Mckesson paralleled the process of critiquing the system to the process of breaking bread—we take it, we bless it, and we break it. In critiquing the system, he said we start by

  • Taking inventory of the way the system is working in people’s lives. Then,
  • We bless it – understand how the system is made up of choices that people make. Lastly,
  • We break it, or figure out what the laws and structures are that allow the outcomes of those choices to happen the way they do, and work to change them.

“We talk about systems and structures so much because we believe that shapes the way people interact in space and society,” said Mckesson.

While he acknowledged that programs and services are important, Mckesson pointed out that most community-based programs only exist because the structure didn’t get it right in the first place. Too many programs are not focused on addressing the right issues.

“What would it look like to provide solutions that aren’t patronizing,” said Mckesson, adding that the community needs programs that will teach people skills. “Skill is going to be what sets people up to make different choices and get out of poverty.”

Imagination

As he took a minute to retell the story about a dangerous experience he had while whitewater rafting, Mckesson said, much like the trauma of being marginalized, all he could think about was what was right in front of him.

“When you’re trapped in trauma, you forget how to imagine and dream,” said Mckesson. “You can’t fight for what you can’t imagine.” His advice? Name the constraints, and then ignore those constraints as you start to imagine.

“I can imagine a world where people can be in community with each other, and can disagree and not attack one another’s identities.”

In a day where we are talking about the transgender community in ways we’ve never talked about, and talking about being gay and queer in ways we’ve never talked about, Mckesson said he is mindful that the conversation hasn’t changed that much.

“The conversation has to open up space so that we actually change systems and structures in ways of being in community with one another.”

Power

He went on to discuss the concept of power and how it fits into the work of social justice. Mckesson explained that there are two ways to think about power:

  • Power over – the idea that, simply, some people win and some lose, and
  • Power with – the idea that everybody wins

“’Power with’ is one of the reasons why we say if we find solutions for the most marginalized, we can actually find solutions for everybody else—because we believe we can live in a world of equity, justice and joy,” said Mckesson, adding that the work of justice is almost always about equity, where everyone gets what they need and deserve.

Mckesson explained that rather than switching places with the oppressor to have power over another group of people, we should find ways to work together so everybody wins. Following that point, he discussed the importance of understanding privilege and using that understanding to help dismantle it.

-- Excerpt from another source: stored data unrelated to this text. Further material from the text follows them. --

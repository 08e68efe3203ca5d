use std::time::Duration;

#[derive(Debug, Clone, Copy)]
pub struct RetryConfig {
    pub max_attempts: usize,
    pub base_delay: Duration,
    pub max_delay: Duration,
}

impl RetryConfig {
    pub fn from_env() -> Self {
        let max_attempts = env_usize("HTTP_MAX_ATTEMPTS", 3).clamp(1, 20);
        let base_delay =
            Duration::from_millis(env_u64("HTTP_RETRY_BASE_DELAY_MS", 250).clamp(0, 60_000));
        let max_delay =
            Duration::from_millis(env_u64("HTTP_RETRY_MAX_DELAY_MS", 4_000).clamp(0, 300_000));

        Self {
            max_attempts,
            base_delay,
            max_delay,
        }
    }

    pub fn backoff(&self, attempt: usize) -> Duration {
        // attempt is 1-based (attempt=1 => base_delay)
        if attempt <= 1 {
            return self.base_delay.min(self.max_delay);
        }

        let exp_shift = (attempt - 1).min(30) as u32;
        let base_ms = self.base_delay.as_millis() as u64;
        let raw_ms = base_ms.saturating_mul(1u64 << exp_shift);
        Duration::from_millis(raw_ms).min(self.max_delay)
    }
}

/// Retry on conditions that are plausibly transient for an idempotent call.
pub fn is_retryable_status(status: reqwest::StatusCode) -> bool {
    status.as_u16() == 429 || status.is_server_error()
}

pub fn is_retryable_transport(err: &reqwest::Error) -> bool {
    err.is_timeout() || err.is_connect()
}

fn env_u64(key: &str, default: u64) -> u64 {
    std::env::var(key)
        .ok()
        .and_then(|v| v.trim().parse::<u64>().ok())
        .unwrap_or(default)
}

fn env_usize(key: &str, default: usize) -> usize {
    std::env::var(key)
        .ok()
        .and_then(|v| v.trim().parse::<usize>().ok())
        .unwrap_or(default)
}
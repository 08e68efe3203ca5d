use serde::{Deserialize, Serialize};

/// Error taxonomy shared by the chat turn pipeline and the satellite
/// generation/edit/upload services.
#[derive(Debug, Clone, Serialize, Deserialize)]
#[serde(tag = "type", rename_all = "camelCase")]
pub enum ChatError {
    /// Transport-level failure: no usable response at all.
    Network { message: String },
    /// The remote service answered with a non-2xx status or an explicit
    /// error payload.
    Server { message: String },
    /// Valid transport but a response shape we cannot interpret.
    MalformedResponse { message: String },
    /// User-initiated abort. Rendered as a neutral stoppage notice, never as
    /// an error banner.
    Cancelled { message: String },
    /// The request cannot proceed because the conversation lacks the
    /// required content (e.g. nothing editable in the history).
    Content { message: String },
}

impl ChatError {
    pub fn network(message: impl Into<String>) -> Self {
        Self::Network {
            message: message.into(),
        }
    }

    pub fn server(message: impl Into<String>) -> Self {
        Self::Server {
            message: message.into(),
        }
    }

    pub fn malformed(message: impl Into<String>) -> Self {
        Self::MalformedResponse {
            message: message.into(),
        }
    }

    pub fn cancelled(message: impl Into<String>) -> Self {
        Self::Cancelled {
            message: message.into(),
        }
    }

    pub fn content(message: impl Into<String>) -> Self {
        Self::Content {
            message: message.into(),
        }
    }

    pub fn message(&self) -> &str {
        match self {
            Self::Network { message }
            | Self::Server { message }
            | Self::MalformedResponse { message }
            | Self::Cancelled { message }
            | Self::Content { message } => message,
        }
    }

    pub fn is_cancelled(&self) -> bool {
        matches!(self, Self::Cancelled { .. })
    }

    /// Re-wrap with a context prefix, keeping the error kind. Used to report
    /// "produced but persistence failed" distinctly from outright failure.
    pub fn with_context(self, context: &str) -> Self {
        let message = format!("{}: {}", context, self.message());
        match self {
            Self::Network { .. } => Self::Network { message },
            Self::Server { .. } => Self::Server { message },
            Self::MalformedResponse { .. } => Self::MalformedResponse { message },
            Self::Cancelled { .. } => Self::Cancelled { message },
            Self::Content { .. } => Self::Content { message },
        }
    }
}

impl From<reqwest::Error> for ChatError {
    fn from(err: reqwest::Error) -> Self {
        if err.is_decode() {
            return Self::malformed(err.to_string());
        }
        Self::network(err.to_string())
    }
}

impl std::fmt::Display for ChatError {
    fn fmt(&self, f: &mut std::fmt::Formatter<'_>) -> std::fmt::Result {
        match self {
            Self::Network { message } => write!(f, "Network: {}", message),
            Self::Server { message } => write!(f, "Server: {}", message),
            Self::MalformedResponse { message } => write!(f, "MalformedResponse: {}", message),
            Self::Cancelled { message } => write!(f, "Cancelled: {}", message),
            Self::Content { message } => write!(f, "Content: {}", message),
        }
    }
}

impl std::error::Error for ChatError {}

“Our goal is to get to a place of balance.”

What Type of People Are You Going To Be vs. What Type of People There Are

Mckesson said he supports breaking and critiquing the system, but only if we are going to build something better. He also encourages finding beneficial solutions rather than losing one’s identity in the battle.

“Our work can’t always be about tearing things down. It has to be about creating something better that our lives deserve.” The goal, he said, is to help people imagine a world of freedom, justice and equity.

“The only way to get justice is to do the work,” he said, adding that justice is about always having a dream and a prayer that is bigger than ourselves.

As he wrapped up his lecture he took questions from the audience and ended with one piece of advice: “Dream as big as possible.”